Monday, May 11, 2009

Is there a cheap way to copyright your own song lyrics?

If you will, please elaborate.

Is there a cheap way to copyright your own song lyrics?
Wolf is mostly right. Better is to have the postal worker seal the letter up with this special tape they have, and pay the certified rate. He will then immediately have you sign for it, and you walk away with "the poor man's copyright".





Just don't open the envelope until you're actually in court.......
Reply:Actually, anything you originally produce is automatically copyrighted as the Berne Convention Agreement states, "A work does not have to be registered with the Library of Congress to be copyrighted." Although, if you sue a person for copyright infringement and you have not registered your work with the library of congress you can only sue for damages and not for the cost of your legal fees, which if you are battling a media giant, can cost a pretty penny.
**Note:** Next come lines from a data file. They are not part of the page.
#![forbid(unsafe_code)]

use super::StoreError;
use serde::Deserialize;
use std::path::{Path, PathBuf};
use tg_core::SchemaCatalog;

/// Thirty days.
pub const DEFAULT_UNDO_PERIOD_SECS: u64 = 30 * 24 * 60 * 60;

pub const STORAGE_DIR_ENV: &str = "TREEGRID_STORAGE_DIR";
pub const UNDO_PERIOD_ENV: &str = "TREEGRID_UNDO_PERIOD_SECS";

/// Engine configuration, usually loaded from YAML:
///
/// ```yaml
/// storage_dir: /var/lib/treegrid
/// undo_period_secs: 86400
/// tables:
///   tl_page: { pid: true, sorting: true, children: [tl_article] }
///   tl_article: { pid: true, sorting: true, parent: tl_page }
/// ```
#[derive(Clone, Debug, PartialEq, Deserialize)]
#[serde(deny_unknown_fields)]
pub struct EngineConfig {
    #[serde(default)]
    pub storage_dir: Option<PathBuf>,
    #[serde(default = "default_undo_period_secs")]
    pub undo_period_secs: u64,
    #[serde(default)]
    pub tables: SchemaCatalog,
}

fn default_undo_period_secs() -> u64 {
    DEFAULT_UNDO_PERIOD_SECS
}

impl Default for EngineConfig {
    fn default() -> Self {
        Self {
            storage_dir: None,
            undo_period_secs: DEFAULT_UNDO_PERIOD_SECS,
            tables: SchemaCatalog::default(),
        }
    }
}

impl EngineConfig {
    pub fn from_yaml_str(raw: &str) -> Result<Self, StoreError> {
        let config: Self =
            serde_yaml::from_str(raw).map_err(|err| StoreError::Config(err.to_string()))?;
        config
            .tables
            .validate()
            .map_err(|err| StoreError::Config(err.to_string()))?;
        Ok(config)
    }

    pub fn load(path: impl AsRef<Path>) -> Result<Self, StoreError> {
        let raw = std::fs::read_to_string(path.as_ref())?;
        Self::from_yaml_str(&raw)
    }

    /// Applies `TREEGRID_*` environment overrides.
    pub fn with_env_overrides(self) -> Result<Self, StoreError> {
        self.with_overrides(|key| std::env::var(key).ok())
    }

    pub fn with_overrides(
        mut self,
        lookup: impl Fn(&str) -> Option<String>,
    ) -> Result<Self, StoreError> {
        if let Some(raw) = lookup(STORAGE_DIR_ENV) {
            let raw = raw.trim();
            if !raw.is_empty() {
                self.storage_dir = Some(PathBuf::from(raw));
            }
        }
        if let Some(raw) = lookup(UNDO_PERIOD_ENV) {
            self.undo_period_secs = raw.trim().parse::<u64>().map_err(|_| {
                StoreError::Config(format!("{UNDO_PERIOD_ENV} must be a number of seconds"))
            })?;
        }
        Ok(self)
    }
}
#![forbid(unsafe_code)]

use super::shape::{ParentTable, TableShape};
use crate::ids::TableName;
use serde::{Deserialize, Serialize};
use std::collections::{BTreeMap, BTreeSet};

/// Read-only lookup of table shapes, loaded once per process.
#[derive(Clone, Debug, Default, PartialEq, Serialize, Deserialize)]
#[serde(transparent)]
pub struct SchemaCatalog {
    tables: BTreeMap<TableName, TableShape>,
}

#[derive(Clone, Debug, PartialEq, Eq)]
pub enum CatalogError {
    UnknownChild { table: TableName, child: TableName },
    ChildWithoutPid { child: TableName },
    ParentMismatch { table: TableName, child: TableName },
    ChildCycle { table: TableName },
}

impl CatalogError {
    pub fn message(&self) -> &'static str {
        match self {
            Self::UnknownChild { .. } => "child table is not declared in the catalog",
            Self::ChildWithoutPid { .. } => "child table has no pid column",
            Self::ParentMismatch { .. } => "child table names a different parent table",
            Self::ChildCycle { .. } => "child tables form a cycle",
        }
    }
}

impl std::fmt::Display for CatalogError {
    fn fmt(&self, f: &mut std::fmt::Formatter<'_>) -> std::fmt::Result {
        match self {
            Self::UnknownChild { table, child } | Self::ParentMismatch { table, child } => {
                write!(f, "{} ({table} -> {child})", self.message())
            }
            Self::ChildWithoutPid { child } => write!(f, "{} ({child})", self.message()),
            Self::ChildCycle { table } => write!(f, "{} (through {table})", self.message()),
        }
    }
}

impl SchemaCatalog {
    pub fn new() -> Self {
        Self::default()
    }

    pub fn with_table(mut self, name: TableName, shape: TableShape) -> Self {
        self.tables.insert(name, shape);
        self
    }

    pub fn insert(&mut self, name: TableName, shape: TableShape) {
        self.tables.insert(name, shape);
    }

    pub fn shape_of(&self, table: &TableName) -> Option<&TableShape> {
        self.tables.get(table)
    }

    pub fn contains(&self, table: &TableName) -> bool {
        self.tables.contains_key(table)
    }

    pub fn tables(&self) -> impl Iterator<Item = (&TableName, &TableShape)> {
        self.tables.iter()
    }

    pub fn len(&self) -> usize {
        self.tables.len()
    }

    pub fn is_empty(&self) -> bool {
        self.tables.is_empty()
    }

    /// Tables that declare `child` among their child tables.
    pub fn owners_of(&self, child: &TableName) -> Vec<&TableName> {
        self.tables
            .iter()
            .filter(|(_, shape)| shape.child_tables.contains(child))
            .map(|(name, _)| name)
            .collect()
    }

    /// Checks that the declared parent/child graph is consistent and acyclic.
    pub fn validate(&self) -> Result<(), CatalogError> {
        for (table, shape) in &self.tables {
            for child in &shape.child_tables {
                let Some(child_shape) = self.tables.get(child) else {
                    return Err(CatalogError::UnknownChild {
                        table: table.clone(),
                        child: child.clone(),
                    });
                };
                if !child_shape.has_pid {
                    return Err(CatalogError::ChildWithoutPid {
                        child: child.clone(),
                    });
                }
                match &child_shape.parent {
                    Some(ParentTable::Dynamic) => {}
                    Some(ParentTable::Static(parent)) if parent == table => {}
                    _ => {
                        return Err(CatalogError::ParentMismatch {
                            table: table.clone(),
                            child: child.clone(),
                        });
                    }
                }
            }
        }

        let mut done = BTreeSet::new();
        for table in self.tables.keys() {
            let mut on_path = BTreeSet::new();
            self.check_acyclic(table, &mut on_path, &mut done)?;
        }
        Ok(())
    }

    fn check_acyclic<'a>(
        &'a self,
        table: &'a TableName,
        on_path: &mut BTreeSet<&'a TableName>,
        done: &mut BTreeSet<&'a TableName>,
    ) -> Result<(), CatalogError> {
        if done.contains(table) {
            return Ok(());
        }
        if !on_path.insert(table) {
            return Err(CatalogError::ChildCycle {
                table: table.clone(),
            });
        }
        if let Some(shape) = self.tables.get(table) {
            for child in &shape.child_tables {
                self.check_acyclic(child, on_path, done)?;
            }
        }
        on_path.remove(table);
        done.insert(table);
        Ok(())
    }
}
To be absolutely safe, go to http://www.copyright.gov/


to register your material. You don't have to pay for each song you produce if you submit it as 1 volume of songs. (i.e. if you submit a whole album, then all the songs on that album are copyrighted and you only pay one fee. )
Reply:Stay away from the companies that offer to do it for you. You don't need them. It's just as easy to do it for yourself, and much cheaper. Directly registering something you have written costs $45. The companies that promise to do it for you will charge you twice as much for something that is easy for you to do yourself.





Visit the government website here: http://www.copyright.gov/





One method that some poets use is to copyright a collection of poems rather than individual poems. The work is still covered, but it costs less. Song lyrics should work the same way, although hopefully the website will clarify that for you. If someone wants to buy an individual song you've written, you can have it copyrighted individually at that time.





Hope this helps!
Reply:A copyright costs $45.00. But for that you can copyright any number of 'works'.


See the Patents and Copyright Office in Washington, D.C.
Reply:date them and mail them to your slef. then save the letter. the postmark will show you had then before anyone else did
Reply:You could publish them as poems at poetry.com, the site automatically copyrights the material to you.